(Record extracts begins)
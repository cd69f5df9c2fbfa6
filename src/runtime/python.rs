//! CPython backend for the bridge.
//!
//! The execution lock is the interpreter's GIL: [`PyRuntime::with_lock`] is
//! `Python::with_gil`, so every session lives inside one GIL hold and the
//! release-on-all-paths guarantee comes from the closure scope.
//!
//! Bring-up fixes the runtime's reported program name to the bridge
//! identifier, registers the `filter_ingest` helper module on the
//! interpreter init tab, then starts the freethreaded interpreter, which
//! hands the GIL back to the runtime once thread-state setup is done.
//! The shim imports `filter_ingest` to forward filtered batches downstream:
//! `filter_ingest_callback` unwraps the two capsules created at init time,
//! rebuilds a native [`ReadingSet`] from the script list, and invokes the
//! host's output stream as `(output_handle, new_batch)`.

use std::ffi::CStr;
use std::path::Path;

use chrono::{DateTime, Utc};
use once_cell::sync::OnceCell;
use pyo3::exceptions::{PyKeyError, PyTypeError, PyValueError};
use pyo3::prelude::*;
use pyo3::types::{PyBool, PyCapsule, PyDict, PyList, PyString, PyTracebackMethods, PyTuple};
use tracing::warn;

use crate::plugin::{OutputHandle, OutputStream, PluginInfo};
use crate::reading::{DatapointValue, Reading, ReadingSet};
use crate::runtime::{RuntimeError, ScriptRuntime, ScriptSession};

const OUTPUT_HANDLE_CAPSULE: &CStr = c"pybridge.output_handle";
const OUTPUT_STREAM_CAPSULE: &CStr = c"pybridge.output_stream";

/// Fixed identifier the runtime reports as its program name.
const PROGRAM_NAME: &CStr = c"filter_shim";

static PYTHON_READY: OnceCell<()> = OnceCell::new();

/// The embedded CPython runtime owned by one bridge.
#[derive(Debug, Default)]
pub struct PyRuntime;

impl PyRuntime {
    /// Creates the runtime handle. The interpreter itself starts at
    /// [`bootstrap`](ScriptRuntime::bootstrap).
    pub fn new() -> Self {
        Self
    }
}

impl ScriptRuntime for PyRuntime {
    type Module = Py<PyModule>;
    type Object = Py<PyAny>;
    type Session<'a>
        = PySession<'a>
    where
        Self: 'a;

    fn bootstrap(&self) -> Result<(), RuntimeError> {
        PYTHON_READY.get_or_init(|| {
            if interpreter_initialized() {
                // Pre-init configuration belongs to whoever started the
                // interpreter; leave its identity and module table alone.
                warn!("interpreter already initialized; keeping its program name and module table");
            } else {
                // Both steps must precede interpreter init: the program
                // name so the runtime reports itself as the shim host, the
                // inittab entry so the shim can `import filter_ingest` like
                // any other module.
                set_program_name(PROGRAM_NAME);
                pyo3::append_to_inittab!(filter_ingest);
            }
            pyo3::prepare_freethreaded_python();
        });
        Ok(())
    }

    fn with_lock<T, F>(&self, f: F) -> T
    where
        F: FnOnce(&mut Self::Session<'_>) -> T,
    {
        Python::with_gil(|py| f(&mut PySession { py }))
    }
}

/// Session operations executed while the GIL is held.
pub struct PySession<'py> {
    py: Python<'py>,
}

impl ScriptSession for PySession<'_> {
    type Module = Py<PyModule>;
    type Object = Py<PyAny>;

    fn append_search_path(&mut self, dir: &Path) -> Result<(), RuntimeError> {
        let py = self.py;
        let appended = (|| -> PyResult<()> {
            let sys = py.import("sys")?;
            let path = sys.getattr("path")?.downcast_into::<PyList>().map_err(PyErr::from)?;
            path.append(dir.to_string_lossy().as_ref())?;
            Ok(())
        })();
        appended.map_err(|err| RuntimeError::Startup(format_exception(py, &err)))
    }

    fn set_argv(&mut self, argv: &[&str]) -> Result<(), RuntimeError> {
        let py = self.py;
        let set = (|| -> PyResult<()> {
            let sys = py.import("sys")?;
            sys.setattr("argv", PyList::new(py, argv.iter().copied())?)?;
            Ok(())
        })();
        set.map_err(|err| RuntimeError::Startup(format_exception(py, &err)))
    }

    fn import_module(&mut self, name: &str) -> Result<Self::Module, RuntimeError> {
        match self.py.import(name) {
            Ok(module) => Ok(module.unbind()),
            Err(err) => Err(RuntimeError::ImportFailed {
                module: name.to_string(),
                detail: Some(format_exception(self.py, &err)),
            }),
        }
    }

    fn callable(
        &mut self,
        module: &Self::Module,
        name: &str,
    ) -> Result<Self::Object, RuntimeError> {
        let attr = match module.bind(self.py).getattr(name) {
            Ok(attr) => attr,
            Err(err) => {
                return Err(RuntimeError::MissingCallable {
                    name: name.to_string(),
                    detail: Some(format_exception(self.py, &err)),
                })
            }
        };
        if !attr.is_callable() {
            return Err(RuntimeError::MissingCallable {
                name: name.to_string(),
                detail: None,
            });
        }
        Ok(attr.unbind())
    }

    fn call(
        &mut self,
        callable: &Self::Object,
        args: &[&Self::Object],
    ) -> Result<Self::Object, RuntimeError> {
        let py = self.py;
        let args = PyTuple::new(py, args.iter().map(|obj| obj.bind(py)))
            .map_err(|err| RuntimeError::Marshal(format_exception(py, &err)))?;
        match callable.bind(py).call1(args) {
            Ok(result) => Ok(result.unbind()),
            Err(err) => Err(RuntimeError::CallFailed {
                detail: Some(format_exception(py, &err)),
            }),
        }
    }

    fn is_unset(&mut self, value: &Self::Object) -> bool {
        value.bind(self.py).is_none()
    }

    fn describe(&mut self, value: &Self::Object) -> String {
        format!("{:p}", value.as_ptr())
    }

    fn text(&mut self, value: &str) -> Result<Self::Object, RuntimeError> {
        Ok(PyString::new(self.py, value).into_any().unbind())
    }

    fn wrap_output_handle(&mut self, handle: OutputHandle) -> Result<Self::Object, RuntimeError> {
        let py = self.py;
        PyCapsule::new(py, handle, Some(OUTPUT_HANDLE_CAPSULE.into()))
            .map(|capsule| capsule.into_any().unbind())
            .map_err(|err| RuntimeError::Marshal(format_exception(py, &err)))
    }

    fn wrap_output_stream(&mut self, stream: OutputStream) -> Result<Self::Object, RuntimeError> {
        let py = self.py;
        PyCapsule::new(py, stream, Some(OUTPUT_STREAM_CAPSULE.into()))
            .map(|capsule| capsule.into_any().unbind())
            .map_err(|err| RuntimeError::Marshal(format_exception(py, &err)))
    }

    fn empty_reading_list(&mut self) -> Result<Self::Object, RuntimeError> {
        Ok(PyList::empty(self.py).into_any().unbind())
    }

    fn append_reading(
        &mut self,
        list: &mut Self::Object,
        reading: &Reading,
    ) -> Result<(), RuntimeError> {
        let py = self.py;
        let appended = (|| -> PyResult<()> {
            let record = PyDict::new(py);
            record.set_item("asset", &reading.asset)?;
            record.set_item("timestamp", reading.timestamp.to_rfc3339())?;
            let values = PyDict::new(py);
            for (name, value) in &reading.values {
                match value {
                    DatapointValue::Bool(b) => values.set_item(name, *b)?,
                    DatapointValue::Integer(i) => values.set_item(name, *i)?,
                    DatapointValue::Float(f) => values.set_item(name, *f)?,
                    DatapointValue::Text(s) => values.set_item(name, s)?,
                    DatapointValue::FloatArray(a) => {
                        values.set_item(name, PyList::new(py, a.iter().copied())?)?;
                    }
                }
            }
            record.set_item("readings", values)?;
            list.bind(py).downcast::<PyList>()?.append(record)?;
            Ok(())
        })();
        appended.map_err(|err| RuntimeError::Marshal(format_exception(py, &err)))
    }

    fn plugin_info(&mut self, value: &Self::Object) -> Result<PluginInfo, RuntimeError> {
        let py = self.py;
        let info = (|| -> PyResult<PluginInfo> {
            let dict = value.bind(py).downcast::<PyDict>()?;
            let field = |key: &str| -> PyResult<String> {
                dict.get_item(key)?
                    .ok_or_else(|| PyKeyError::new_err(key.to_string()))?
                    .extract()
            };
            let config = match dict.get_item("config")? {
                Some(config) => {
                    // Round-trip through the interpreter's own json module;
                    // the script dict may hold arbitrary nesting.
                    let dumped: String = py
                        .import("json")?
                        .getattr("dumps")?
                        .call1((config,))?
                        .extract()?;
                    serde_json::from_str(&dumped)
                        .map_err(|err| PyValueError::new_err(err.to_string()))?
                }
                None => serde_json::Value::Null,
            };
            Ok(PluginInfo {
                name: field("name")?,
                version: field("version")?,
                mode: field("mode")?,
                plugin_type: field("type")?,
                interface: field("interface")?,
                config,
            })
        })();
        info.map_err(|err| RuntimeError::Marshal(format_exception(py, &err)))
    }
}

#[allow(unsafe_code)]
fn interpreter_initialized() -> bool {
    unsafe { pyo3::ffi::Py_IsInitialized() != 0 }
}

/// Pre-init identity setup: decode the identifier to the interpreter's wide
/// encoding, hand it over, release the decoded buffer (the interpreter
/// keeps its own copy).
#[allow(unsafe_code, deprecated)]
fn set_program_name(name: &CStr) {
    unsafe {
        let wide = pyo3::ffi::Py_DecodeLocale(name.as_ptr(), std::ptr::null_mut());
        if wide.is_null() {
            return;
        }
        pyo3::ffi::Py_SetProgramName(wide);
        pyo3::ffi::PyMem_RawFree(wide.cast());
    }
}

/// Renders a drained interpreter error: exception text plus traceback.
fn format_exception(py: Python<'_>, err: &PyErr) -> String {
    let mut text = err.to_string();
    if let Some(traceback) = err.traceback(py) {
        if let Ok(rendered) = traceback.format() {
            text.push('\n');
            text.push_str(&rendered);
        }
    }
    text
}

/// Helper module the shim imports to forward filtered batches downstream.
#[pymodule]
fn filter_ingest(m: &Bound<'_, PyModule>) -> PyResult<()> {
    m.add_function(wrap_pyfunction!(filter_ingest_callback, m)?)?;
    Ok(())
}

/// Invokes the host's output stream with a batch produced by the plugin.
///
/// `stream` and `handle` are the two capsules handed to `plugin_init`;
/// `readings` is a list of reading mappings in the marshalled layout.
#[pyfunction]
fn filter_ingest_callback(
    stream: &Bound<'_, PyCapsule>,
    handle: &Bound<'_, PyCapsule>,
    readings: &Bound<'_, PyList>,
) -> PyResult<()> {
    let stream: OutputStream = capsule_value(stream, OUTPUT_STREAM_CAPSULE)?;
    let handle: OutputHandle = capsule_value(handle, OUTPUT_HANDLE_CAPSULE)?;
    let batch = readings_from_script(readings)?;
    stream(handle, batch);
    Ok(())
}

#[allow(unsafe_code)]
fn capsule_value<T: Copy>(capsule: &Bound<'_, PyCapsule>, expected: &CStr) -> PyResult<T> {
    if capsule.name()? != Some(expected) {
        return Err(PyTypeError::new_err(format!(
            "expected a {} capsule",
            expected.to_string_lossy()
        )));
    }
    // The payload was stored by wrap_output_handle/wrap_output_stream with
    // this exact type; the name check above guards the cast.
    let value = unsafe { *capsule.pointer().cast::<T>() };
    Ok(value)
}

/// Reverse marshalling: script reading list back to a native batch.
fn readings_from_script(readings: &Bound<'_, PyList>) -> PyResult<ReadingSet> {
    let mut batch = Vec::with_capacity(readings.len());
    for item in readings.iter() {
        let record = item.downcast::<PyDict>()?;
        let asset: String = record
            .get_item("asset")?
            .ok_or_else(|| PyKeyError::new_err("asset"))?
            .extract()?;
        let timestamp: String = record
            .get_item("timestamp")?
            .ok_or_else(|| PyKeyError::new_err("timestamp"))?
            .extract()?;
        let timestamp = DateTime::parse_from_rfc3339(&timestamp)
            .map_err(|err| PyValueError::new_err(format!("bad timestamp '{timestamp}': {err}")))?
            .with_timezone(&Utc);
        let mut reading = Reading::new(asset, timestamp);
        if let Some(values) = record.get_item("readings")? {
            let values = values.downcast_into::<PyDict>()?;
            for (name, value) in values.iter() {
                let name: String = name.extract()?;
                reading.values.insert(name, datapoint_from_py(&value)?);
            }
        }
        batch.push(reading);
    }
    Ok(ReadingSet::from(batch))
}

fn datapoint_from_py(value: &Bound<'_, PyAny>) -> PyResult<DatapointValue> {
    // bool first: Python bools extract as integers too.
    if let Ok(flag) = value.downcast::<PyBool>() {
        return Ok(DatapointValue::Bool(flag.is_true()));
    }
    if let Ok(int) = value.extract::<i64>() {
        return Ok(DatapointValue::Integer(int));
    }
    if let Ok(float) = value.extract::<f64>() {
        return Ok(DatapointValue::Float(float));
    }
    if let Ok(array) = value.extract::<Vec<f64>>() {
        return Ok(DatapointValue::FloatArray(array));
    }
    if let Ok(text) = value.extract::<String>() {
        return Ok(DatapointValue::Text(text));
    }
    Err(PyTypeError::new_err(format!(
        "unsupported datapoint value: {value}"
    )))
}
(Record extracts ends)
Task objective: What is the number of lines in the records that contain "getattr"? Give that number only.

Result: 3